Pasaron semanas para que volviera a escuchar sobre ella y aún tenía en mente lo torpe que fui al no preguntarle su nombre o de dónde venía. Siempre la recordaba durante el día, al menos lo poco que podía: su suave voz, cómo se quedaba mirando al cielo, la manera extraña en que me pidió una manzana... Era algo que por alguna razón me mantenía feliz: la recordaba.

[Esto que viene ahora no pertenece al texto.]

//! Lowering: resolved syntax tree to a flat instruction list.

use std::fmt;

use pysq_core::VariableId;
use smallvec::SmallVec;

use crate::ast::{Expr, Module, Stmt};
use crate::builtin::Builtin;

/// A value-producing operand. Calls never appear here: no built-in that
/// returns a value exists, so arguments are always constants or loads.
#[derive(Clone, Copy, Debug, PartialEq, Eq)]
pub enum Operand {
    /// An immediate int.
    Const(i32),
    /// Read the int stored in a slot.
    Load(VariableId),
}

/// One runtime step.
#[derive(Clone, Debug, PartialEq, Eq)]
pub enum Instr {
    /// `create_variable(id, size)`.
    Alloc {
        /// Target slot.
        id: VariableId,
        /// Bytes to allocate.
        size: usize,
    },
    /// Store an int into a slot.
    Store {
        /// Target slot.
        id: VariableId,
        /// Value to store.
        value: Operand,
    },
    /// Call a built-in.
    Call {
        /// The built-in.
        builtin: Builtin,
        /// Evaluated arguments.
        args: SmallVec<[Operand; 2]>,
    },
    /// Evaluate an operand and discard it.
    Eval(Operand),
}

/// A lowered program, ready for the interpreter.
#[derive(Clone, Debug, Default, PartialEq, Eq)]
pub struct Program {
    /// Instructions in execution order.
    pub instrs: Vec<Instr>,
    /// Number of table slots the program uses.
    pub slot_count: usize,
}

impl Program {
    /// Lower a parsed module.
    pub fn lower(module: &Module) -> Self {
        let mut instrs = Vec::with_capacity(module.statements.len() * 2);
        for stmt in &module.statements {
            match stmt {
                Stmt::Assignation { var, value, .. } => {
                    instrs.push(Instr::Alloc {
                        id: var.id,
                        size: var.ty.slot_size(),
                    });
                    instrs.push(Instr::Store {
                        id: var.id,
                        value: operand(value),
                    });
                }
                Stmt::Expr(Expr::FunctionCall { builtin, args, .. }) => {
                    instrs.push(Instr::Call {
                        builtin: *builtin,
                        args: args.iter().map(operand).collect(),
                    });
                }
                Stmt::Expr(expr) => instrs.push(Instr::Eval(operand(expr))),
            }
        }
        Self {
            instrs,
            slot_count: module.slot_count,
        }
    }
}

// The parser rejects valueless calls in operand position, so the call arm
// is unreachable for checked modules; it evaluates to 0 rather than panic.
fn operand(expr: &Expr) -> Operand {
    match expr {
        Expr::Int { value, .. } => Operand::Const(*value),
        Expr::VariableRead { var, .. } => Operand::Load(var.id),
        Expr::FunctionCall { .. } => Operand::Const(0),
    }
}

impl fmt::Display for Operand {
    fn fmt(&self, f: &mut fmt::Formatter<'_>) -> fmt::Result {
        match self {
            Self::Const(v) => write!(f, "{v}"),
            Self::Load(id) => write!(f, "[{id}]"),
        }
    }
}

impl fmt::Display for Instr {
    fn fmt(&self, f: &mut fmt::Formatter<'_>) -> fmt::Result {
        match self {
            Self::Alloc { id, size } => write!(f, "alloc [{id}], {size}"),
            Self::Store { id, value } => write!(f, "store [{id}], {value}"),
            Self::Call { builtin, args } => {
                write!(f, "call {builtin}")?;
                for (i, arg) in args.iter().enumerate() {
                    let sep = if i == 0 { " " } else { ", " };
                    write!(f, "{sep}{arg}")?;
                }
                Ok(())
            }
            Self::Eval(op) => write!(f, "eval {op}"),
        }
    }
}

impl fmt::Display for Program {
    fn fmt(&self, f: &mut fmt::Formatter<'_>) -> fmt::Result {
        for instr in &self.instrs {
            writeln!(f, "{instr}")?;
        }
        Ok(())
    }
}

Desperté un domingo con ganas de salir a tomar algo de aire y dibujar el paisaje, otro pasatiempo que había desarrollado ese verano. Detrás del huerto, el cual no era demasiado grande, había un bosque frondoso y amplio con árboles bastante altos y juntos que podían verse desde algunas ventanas de la casa. Era otoño pero de alguna manera u otra ese bosque se las arreglaba para siempre estar verde. Recuerdo cómo mi madre me decía de niño que se debía a que era un bosque encantado.


— ¿Estás viendo el bosque, cariño?

— Sí, mamá. Escuché a la profesora decir que cuando llega el otoño las hojas caen y todo se pone marrón —le respondí pensativo mientras miraba las hojas del bosque con la paciencia de un pescador.

—Si estás esperando que caigan las hojas, lamento decirte que no pasará —me susurro al oído con la emoción de una niña contado un secreto que solo ella sabía.

— ¿Por qué no pasará?—le pregunte alejando mi mirada de la ventana para verle a los ojos.

—Parece que nadie te ha contado sobre el bosque mágico mi querido Gael.

—Papá me ha dicho que la magia no existe, madre.

—Y es cierto, Gael. No escuches a tu madre —me sugirió mi padre al escuchar parte de la conversación que teníamos.

—Tu padre no tiene imaginación, cariño. Sin embargo, tú, tú solo eres un niño, puedes creer lo que te haga más feliz. Lo que sea que te invite a soñar.

— ¿Y papá no puede soñar también, mamá?

—Por supuesto. Sueña algo diferente todos los días, es solo que no sabe expresarlo como lo harías tú —me aseguró mientras se ponía de rodillas para darme un beso en la frente.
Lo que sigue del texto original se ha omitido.